• _Raw data_:
******************************
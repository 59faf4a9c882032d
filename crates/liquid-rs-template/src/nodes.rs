//! The compiled form of a template.
//!
//! A template is a sequence of [`Node`]s. Container tags (`for`, `if`,
//! `capture`) own their bodies, so the whole thing is a plain tree with no
//! sharing.

use crate::value::Value;

/// A binary operator in an expression.
#[derive(Debug, Clone, Copy, PartialEq, Eq)]
pub enum BinaryOperator {
    /// `<`
    Less,
    /// `<=`
    Leq,
    /// `>`
    Greater,
    /// `>=`
    Geq,
    /// `==`
    Equal,
    /// `!=` or `<>`
    Inequal,
    /// `and`
    And,
    /// `or`
    Or,
    /// `xor`
    Xor,
    /// `+`
    Add,
    /// `-`
    Sub,
    /// `*`
    Mul,
    /// `/`
    Div,
}

impl BinaryOperator {
    /// Looks up an operator by its source spelling.
    pub fn from_symbol(symbol: &str) -> Option<Self> {
        Some(match symbol {
            "<" => Self::Less,
            "<=" => Self::Leq,
            ">" => Self::Greater,
            ">=" => Self::Geq,
            "==" => Self::Equal,
            "!=" | "<>" => Self::Inequal,
            "and" => Self::And,
            "or" => Self::Or,
            "xor" => Self::Xor,
            "+" => Self::Add,
            "-" => Self::Sub,
            "*" => Self::Mul,
            "/" => Self::Div,
            _ => return None,
        })
    }

    /// Binding strength; a higher number binds looser.
    pub fn precedence(self) -> i8 {
        match self {
            Self::Or | Self::Xor => 4,
            Self::And => 3,
            Self::Equal | Self::Inequal => 2,
            Self::Less | Self::Leq | Self::Greater | Self::Geq => 1,
            Self::Add | Self::Sub => 0,
            Self::Mul | Self::Div => -1,
        }
    }

    /// The canonical source spelling.
    pub fn symbol(self) -> &'static str {
        match self {
            Self::Less => "<",
            Self::Leq => "<=",
            Self::Greater => ">",
            Self::Geq => ">=",
            Self::Equal => "==",
            Self::Inequal => "!=",
            Self::And => "and",
            Self::Or => "or",
            Self::Xor => "xor",
            Self::Add => "+",
            Self::Sub => "-",
            Self::Mul => "*",
            Self::Div => "/",
        }
    }
}

/// A value-producing expression, as found inside `{{ }}` and tag arguments.
#[derive(Debug, Clone, PartialEq)]
pub enum Expr {
    /// A constant.
    Literal { value: Value, offset: usize },
    /// `[a, b, ...]`
    ArrayLiteral { items: Vec<Expr>, offset: usize },
    /// A bare name looked up through the scope stack.
    Variable { name: String, offset: usize },
    /// `target.name`
    MemberAccess {
        target: Box<Expr>,
        name: String,
        offset: usize,
    },
    /// `target[index]`
    ArrayAccess {
        target: Box<Expr>,
        index: Box<Expr>,
        offset: usize,
    },
    /// `lhs op rhs`
    Binary {
        op: BinaryOperator,
        lhs: Box<Expr>,
        rhs: Box<Expr>,
        offset: usize,
    },
    /// `not operand` / `!operand`
    Not { operand: Box<Expr>, offset: usize },
    /// `target | filter: args...`
    Pipe {
        target: Box<Expr>,
        filter: String,
        args: Vec<Value>,
        offset: usize,
    },
}

impl Expr {
    /// Byte offset of this expression in the template source.
    pub fn offset(&self) -> usize {
        match self {
            Self::Literal { offset, .. }
            | Self::ArrayLiteral { offset, .. }
            | Self::Variable { offset, .. }
            | Self::MemberAccess { offset, .. }
            | Self::ArrayAccess { offset, .. }
            | Self::Binary { offset, .. }
            | Self::Not { offset, .. }
            | Self::Pipe { offset, .. } => *offset,
        }
    }
}

/// Where `assign` stores its value.
#[derive(Debug, Clone, Copy, PartialEq, Eq, Default)]
pub enum AssignTarget {
    /// The innermost file scope (the default).
    #[default]
    Local,
    /// The file scope of the template that included the current one.
    ParentScope,
    /// The global frame.
    Global,
}

/// One `if` / `elsif` / `else` arm.
#[derive(Debug, Clone, PartialEq)]
pub struct IfBlock {
    /// The condition; `else` arms hold a constant `true`.
    pub condition: Expr,
    /// Nodes rendered when this arm is taken.
    pub body: Vec<Node>,
}

/// A `{% ... %}` control construct.
#[derive(Debug, Clone, PartialEq)]
pub enum Tag {
    Assign {
        name: String,
        value: Expr,
        target: AssignTarget,
    },
    Capture {
        name: String,
        body: Vec<Node>,
    },
    For {
        variable: String,
        iterable: Expr,
        body: Vec<Node>,
    },
    If {
        blocks: Vec<IfBlock>,
    },
    Break,
    Continue,
    Eject,
    Discard,
    Include {
        name: String,
        args: Vec<(String, Expr)>,
    },
    Comment,
    Newline,
}

impl Tag {
    /// The keyword that opens this tag.
    pub fn keyword(&self) -> &'static str {
        match self {
            Self::Assign { .. } => "assign",
            Self::Capture { .. } => "capture",
            Self::For { .. } => "for",
            Self::If { .. } => "if",
            Self::Break => "break",
            Self::Continue => "continue",
            Self::Eject => "eject",
            Self::Discard => "discard",
            Self::Include { .. } => "include",
            Self::Comment => "comment",
            Self::Newline => "newline",
        }
    }

    /// Mutable access to every child body this tag owns.
    pub fn bodies_mut(&mut self) -> Vec<&mut Vec<Node>> {
        match self {
            Self::Capture { body, .. } | Self::For { body, .. } => vec![body],
            Self::If { blocks } => blocks.iter_mut().map(|b| &mut b.body).collect(),
            _ => Vec::new(),
        }
    }
}

/// A tag plus the offset of its keyword.
#[derive(Debug, Clone, PartialEq)]
pub struct TagNode {
    pub tag: Tag,
    pub offset: usize,
}

/// Literal template text.
#[derive(Debug, Clone, PartialEq, Eq)]
pub struct TextNode {
    pub text: String,
    pub offset: usize,
}

/// One element of a compiled template.
#[derive(Debug, Clone, PartialEq)]
pub enum Node {
    Text(TextNode),
    Expression(Expr),
    Tag(TagNode),
}

impl Node {
    /// Byte offset of this node in the template source.
    pub fn offset(&self) -> usize {
        match self {
            Self::Text(t) => t.offset,
            Self::Expression(e) => e.offset(),
            Self::Tag(t) => t.offset,
        }
    }

    /// Returns `true` for tag nodes.
    pub fn is_tag(&self) -> bool {
        matches!(self, Self::Tag(_))
    }
}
******************************
• _Work item_: Go through the data above and return each line containing the string "Copy".

• _Reply_:
#[derive(Debug, Clone, Copy, PartialEq, Eq)]
#[derive(Debug, Clone, Copy, PartialEq, Eq, Default)]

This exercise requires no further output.